----- The input -----
//! Match Orchestrator: runs one profile against one scorecard.
//!
//! Steps:
//! 1. load scorecard → `ScorecardNotFound` if absent
//! 2. chunk profile → `NoEvidence` if nothing analyzable
//! 3. embed chunks (plus any criterion missing a stored vector) in one batch
//! 4. per criterion, concurrently: retrieve evidence → judge
//! 5. wait for every criterion to settle
//! 6. aggregate per category, then overall
//!
//! Steps 1–3 fail the match. Step 4 never does: each criterion degrades on
//! its own. The whole run is bounded by a timeout.

use std::collections::HashMap;
use std::sync::Arc;
use std::time::Duration;

use futures::stream::{self, StreamExt};
use tracing::{debug, info, warn};
use uuid::Uuid;

use crate::config::MatchingConfig;
use crate::embeddings::{Embedder, EmbeddingError};
use crate::matching::aggregator::{aggregate_category, overall_score};
use crate::matching::chunker::chunk_profile;
use crate::matching::judge::{CriterionJudge, JudgeBackend};
use crate::matching::models::{
    CriterionEvaluation, EvaluationOutcome, MatchResult, ProfileChunk, MIN_SCORE,
};
use crate::matching::retriever::Retriever;
use crate::matching::{MatchError, NoEvidencePolicy};
use crate::models::profile::{present, CandidateProfile};
use crate::models::scorecard::{Criterion, Scorecard};
use crate::scorecards::ScorecardRepository;

pub const NO_EVIDENCE_JUSTIFICATION: &str = "No supporting evidence found in the profile.";

/// Shared across requests; holds no per-request state.
pub struct MatchEngine {
    scorecards: Arc<dyn ScorecardRepository>,
    embedder: Arc<dyn Embedder>,
    judge: CriterionJudge,
    retriever: Retriever,
    policy: NoEvidencePolicy,
    max_concurrency: usize,
    default_timeout: Duration,
}

/// Per-request vectors: the profile chunks plus vectors computed on the fly
/// for criteria that had none stored.
struct EmbeddedRequest {
    chunks: Vec<ProfileChunk>,
    criterion_vectors: HashMap<Uuid, Vec<f32>>,
}

impl MatchEngine {
    pub fn new(
        scorecards: Arc<dyn ScorecardRepository>,
        embedder: Arc<dyn Embedder>,
        judge_backend: Arc<dyn JudgeBackend>,
        config: &MatchingConfig,
    ) -> Self {
        Self {
            scorecards,
            embedder,
            judge: CriterionJudge::new(
                judge_backend,
                config.judge_timeout,
                config.judge_max_retries,
            ),
            retriever: Retriever::new(config.top_k, config.min_similarity),
            policy: config.no_evidence_policy,
            max_concurrency: config.max_concurrency.max(1),
            default_timeout: config.match_timeout,
        }
    }

    pub async fn analyze(
        &self,
        scorecard_id: Uuid,
        profile: &CandidateProfile,
    ) -> Result<MatchResult, MatchError> {
        self.analyze_within(scorecard_id, profile, self.default_timeout)
            .await
    }

    /// Like `analyze`, with a caller-supplied bound. Exceeding it is terminal;
    /// no partial result is returned.
    pub async fn analyze_within(
        &self,
        scorecard_id: Uuid,
        profile: &CandidateProfile,
        timeout: Duration,
    ) -> Result<MatchResult, MatchError> {
        match tokio::time::timeout(timeout, self.run(scorecard_id, profile)).await {
            Ok(result) => result,
            Err(_) => {
                warn!("Match against scorecard {scorecard_id} exceeded {timeout:?}");
                Err(MatchError::Timeout(timeout))
            }
        }
    }

    async fn run(
        &self,
        scorecard_id: Uuid,
        profile: &CandidateProfile,
    ) -> Result<MatchResult, MatchError> {
        let scorecard = self
            .scorecards
            .get_scorecard(scorecard_id)
            .await?
            .ok_or(MatchError::ScorecardNotFound(scorecard_id))?;
        info!(
            "Matching against scorecard '{}' ({} categories, {} criteria)",
            scorecard.name,
            scorecard.categories.len(),
            scorecard.criteria_count()
        );

        let texts = chunk_profile(profile)?;
        debug!("Profile split into {} chunks", texts.len());

        let embedded = self.embed_request(&scorecard, texts).await?;

        let evaluations = self.evaluate_all(&scorecard, &embedded).await;

        let mut per_category: Vec<Vec<CriterionEvaluation>> =
            vec![Vec::new(); scorecard.categories.len()];
        for (category_index, evaluation) in evaluations {
            if let Some(evaluation) = evaluation {
                per_category[category_index].push(evaluation);
            }
        }

        let mut categories = Vec::with_capacity(per_category.len());
        let mut tallies = Vec::with_capacity(per_category.len());
        for (category, evaluations) in scorecard.categories.iter().zip(per_category) {
            let (result, tally) = aggregate_category(&category.name, evaluations);
            categories.push(result);
            tallies.push(tally);
        }

        let overall = overall_score(&tallies);
        info!(
            "Scorecard '{}' matched: overall {}/100",
            scorecard.name, overall
        );

        Ok(MatchResult {
            scorecard_id: scorecard.id,
            scorecard_name: scorecard.name,
            candidate_name: present(&profile.full_name).map(str::to_string),
            headline: present(&profile.headline).map(str::to_string),
            overall_score: overall,
            categories,
        })
    }

    /// One embedding call for the whole request.
    async fn embed_request(
        &self,
        scorecard: &Scorecard,
        texts: Vec<String>,
    ) -> Result<EmbeddedRequest, MatchError> {
        let pending: Vec<&Criterion> = scorecard
            .categories
            .iter()
            .flat_map(|c| c.criteria.iter())
            .filter(|c| c.embedding.is_empty())
            .filter(|c| !(c.name.trim().is_empty() && c.description.trim().is_empty()))
            .collect();

        let chunk_count = texts.len();
        let mut batch = texts;
        batch.extend(pending.iter().map(|c| c.embedding_text()));

        debug!(
            "Embedding {} chunks and {} criteria",
            chunk_count,
            pending.len()
        );
        let mut vectors = self.embedder.embed(&batch).await?;
        if vectors.len() != batch.len() {
            return Err(EmbeddingError::CountMismatch {
                expected: batch.len(),
                actual: vectors.len(),
            }
            .into());
        }

        let criterion_vectors = pending
            .iter()
            .map(|c| c.id)
            .zip(vectors.split_off(chunk_count))
            .collect();

        batch.truncate(chunk_count);
        let chunks = batch
            .into_iter()
            .zip(vectors)
            .map(|(text, embedding)| ProfileChunk { text, embedding })
            .collect();

        Ok(EmbeddedRequest {
            chunks,
            criterion_vectors,
        })
    }

    /// Fans out over every criterion of every category and waits for all of
    /// them. Results come back in scorecard order, tagged with their category.
    async fn evaluate_all(
        &self,
        scorecard: &Scorecard,
        embedded: &EmbeddedRequest,
    ) -> Vec<(usize, Option<CriterionEvaluation>)> {
        let jobs: Vec<_> = scorecard
            .categories
            .iter()
            .enumerate()
            .flat_map(|(index, category)| category.criteria.iter().map(move |c| (index, c)))
            .map(|(index, criterion)| self.evaluate_job(index, criterion, embedded))
            .collect();

        stream::iter(jobs)
            .buffered(self.max_concurrency)
            .collect()
            .await
    }

    /// Retrieve then judge, for one criterion.
    async fn evaluate_job(
        &self,
        category_index: usize,
        criterion: &Criterion,
        embedded: &EmbeddedRequest,
    ) -> (usize, Option<CriterionEvaluation>) {
        let embedding = if criterion.embedding.is_empty() {
            embedded
                .criterion_vectors
                .get(&criterion.id)
                .map(Vec::as_slice)
                .unwrap_or_default()
        } else {
            criterion.embedding.as_slice()
        };

        let evidence = self.retriever.retrieve(embedding, &embedded.chunks);
        (category_index, self.evaluate(criterion, &evidence).await)
    }

    async fn evaluate(
        &self,
        criterion: &Criterion,
        evidence: &[String],
    ) -> Option<CriterionEvaluation> {
        if let Some(evaluation) = self.judge.judge(criterion, evidence).await {
            if evaluation.outcome == EvaluationOutcome::Fallback {
                warn!("Criterion '{}' degraded to default score", criterion.name);
            }
            return Some(evaluation);
        }

        match self.policy {
            NoEvidencePolicy::Exclude => {
                debug!("Excluding criterion '{}': no evidence", criterion.name);
                None
            }
            NoEvidencePolicy::Floor => Some(CriterionEvaluation {
                criterion_id: criterion.id,
                criterion: criterion.name.clone(),
                weight: criterion.weight,
                score: MIN_SCORE,
                justification: NO_EVIDENCE_JUSTIFICATION.to_string(),
                evidence: Vec::new(),
                outcome: EvaluationOutcome::NoEvidence,
            }),
        }
    }
}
-----
The lines from the start of the entries above through the line containing "criterion to settle" are the ones to return, please; copy them exactly and include both ends.

//! Match Orchestrator: runs one profile against one scorecard.
//!
//! Steps:
//! 1. load scorecard → `ScorecardNotFound` if absent
//! 2. chunk profile → `NoEvidence` if nothing analyzable
//! 3. embed chunks (plus any criterion missing a stored vector) in one batch
//! 4. per criterion, concurrently: retrieve evidence → judge
//! 5. wait for every criterion to settle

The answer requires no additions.